Intel® oneAPI DPC++/C++ Compiler Developer Guide and Reference

ID 767253
Date 6/24/2024
Public

A newer version of this document is available. Customers should click here to go to the newest version.

Document Table of Contents

Intel® oneAPI Level Zero Switch

Data Parallel C++ (DPC++) is just one of the many components of the oneAPI project. The Intel® oneAPI Level Zero (Level Zero) API provides low-level direct-to-metal interfaces that are tailored to the devices on a oneAPI project. While heavily influenced by other low-level APIs, such as OpenCL™ API, Level Zero is designed to evolve independently.

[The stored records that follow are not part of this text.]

//! Input form for adding and editing records
//!
//! Collects the four record fields as text and hands them back as a
//! `SubmitForm` action (or `CloseModal` when cancelled). Validation is left
//! to the table.

use crate::action::Action;
use crate::component::Component;
use crate::components::centered_popup;
use crate::model::modal::FormMode;
use crate::model::record::DEFAULT_IMAGE;
use crate::model::{Field, Record, RecordDraft};
use anyhow::Result;
use crossterm::event::{KeyCode, KeyEvent};
use ratatui::{
    layout::Rect,
    style::{Color, Modifier, Style},
    text::{Line, Span},
    widgets::{Block, Borders, Clear, Paragraph},
    Frame,
};

pub struct RecordForm {
    mode: FormMode,
    draft: RecordDraft,
    focus: usize,
}

impl Default for RecordForm {
    fn default() -> Self {
        Self::new()
    }
}

impl RecordForm {
    pub fn new() -> Self {
        Self {
            mode: FormMode::Add,
            draft: RecordDraft::default(),
            focus: 0,
        }
    }

    /// Reset to an empty form for a new record; the image starts at the default
    pub fn open_add(&mut self) {
        self.mode = FormMode::Add;
        self.draft = RecordDraft {
            image: DEFAULT_IMAGE.to_string(),
            ..RecordDraft::default()
        };
        self.focus = 0;
    }

    /// Pre-fill the form with an existing record
    pub fn open_edit(&mut self, record: &Record) {
        self.mode = FormMode::Edit(record.id);
        self.draft = RecordDraft::from_record(record);
        self.focus = 0;
    }

    #[cfg(test)]
    pub fn mode(&self) -> FormMode {
        self.mode
    }

    #[cfg(test)]
    pub fn draft(&self) -> &RecordDraft {
        &self.draft
    }

    pub fn focused_field(&self) -> Field {
        Field::ALL[self.focus]
    }

    fn focus_next(&mut self) {
        self.focus = (self.focus + 1) % Field::ALL.len();
    }

    fn focus_prev(&mut self) {
        self.focus = (self.focus + Field::ALL.len() - 1) % Field::ALL.len();
    }

    fn title(&self) -> &'static str {
        match self.mode {
            FormMode::Add => " Add Animal ",
            FormMode::Edit(_) => " Edit Animal ",
        }
    }
}

impl Component for RecordForm {
    fn handle_key_event(&mut self, key: KeyEvent) -> Result<Option<Action>> {
        let action = match key.code {
            KeyCode::Esc => Some(Action::CloseModal),
            KeyCode::Enter => Some(Action::SubmitForm(self.mode, self.draft.clone())),
            KeyCode::Tab | KeyCode::Down => {
                self.focus_next();
                None
            }
            KeyCode::BackTab | KeyCode::Up => {
                self.focus_prev();
                None
            }
            KeyCode::Backspace => {
                self.draft.get_mut(self.focused_field()).pop();
                None
            }
            KeyCode::Char(c) => {
                self.draft.get_mut(self.focused_field()).push(c);
                None
            }
            _ => None,
        };
        Ok(action)
    }

    fn draw(&mut self, frame: &mut Frame, area: Rect) -> Result<()> {
        let popup_area = centered_popup(area, 60, 12);
        frame.render_widget(Clear, popup_area);

        let mut lines = vec![Line::from("")];
        for (i, field) in Field::ALL.iter().enumerate() {
            let focused = i == self.focus;
            let label_style = if focused {
                Style::default()
                    .fg(Color::Yellow)
                    .add_modifier(Modifier::BOLD)
            } else {
                Style::default().fg(Color::Cyan)
            };
            let cursor = if focused { "_" } else { "" };
            let hint = match field {
                Field::Image => " (optional)",
                _ => "",
            };

            lines.push(Line::from(vec![
                Span::styled(format!(" {:>9}: ", field.label()), label_style),
                Span::styled(
                    format!("{}{}", self.draft.get(*field), cursor),
                    Style::default()
                        .fg(Color::White)
                        .add_modifier(Modifier::BOLD),
                ),
                Span::styled(hint, Style::default().fg(Color::DarkGray)),
            ]));
            lines.push(Line::from(""));
        }

        lines.push(Line::from(vec![
            Span::styled(
                " Enter ",
                Style::default()
                    .fg(Color::Green)
                    .add_modifier(Modifier::BOLD),
            ),
            Span::raw("Save  "),
            Span::styled(
                " Tab ",
                Style::default()
                    .fg(Color::Cyan)
                    .add_modifier(Modifier::BOLD),
            ),
            Span::raw("Next field  "),
            Span::styled(
                " Esc ",
                Style::default().fg(Color::Red).add_modifier(Modifier::BOLD),
            ),
            Span::raw("Cancel"),
        ]));

        let paragraph = Paragraph::new(lines).block(
            Block::default()
                .borders(Borders::ALL)
                .border_style(Style::default().fg(Color::Cyan))
                .title(self.title())
                .title_style(
                    Style::default()
                        .fg(Color::Cyan)
                        .add_modifier(Modifier::BOLD),
                ),
        );
        frame.render_widget(paragraph, popup_area);
        Ok(())
    }
}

More information on Level Zero is available in the oneAPI Specification.

Packages to Install

The packages you must install are intel-level-zero-gpu and level-zero.

Level Zero Loader

Level Zero is supportable across different oneAPI compute device architectures. The Level Zero loader discovers all Level Zero drivers in the system. In addition, the Level Zero loader is also the Level Zero software development kit: It carries the Level Zero headers and libraries where you build Level Zero programs.

Level Zero GPU Driver

The driver is open-source and regular public releases are maintained. It does not come with DPC++ and must be installed independently. The Level Zero driver and OpenCL™ driver come in the same package. More info about the Level Zero driver is available at GitHub.

DPC++ Plugins

SYCL targets a variety of devices: CPU, GPU, and Field Programmable Gate Array (FPGA). Different devices can be operated through different low-level drivers, such as OpenCL for FPGA. The Plugin Interface (PI) is a unified SYCL API for working with different devices in a unified way. SYCL plugins implement specific translations of the PI API into low-level runtime. The Level Zero PI Plugin was created to enable devices supported through the Level Zero system.

Scenario Information

SYCL Device Selection

The PI performs device discovery of all available devices through all available PI plugins. The same physical hardware device can be seen as multiple different SYCL devices if multiple plugins support it (for example, OpenCL Gen90 and Level Zero Gen90). The SYCL runtime performs device selection from the available devices based on device selectors. The device selectors can be user-defined or built in (for example, gpu_selector).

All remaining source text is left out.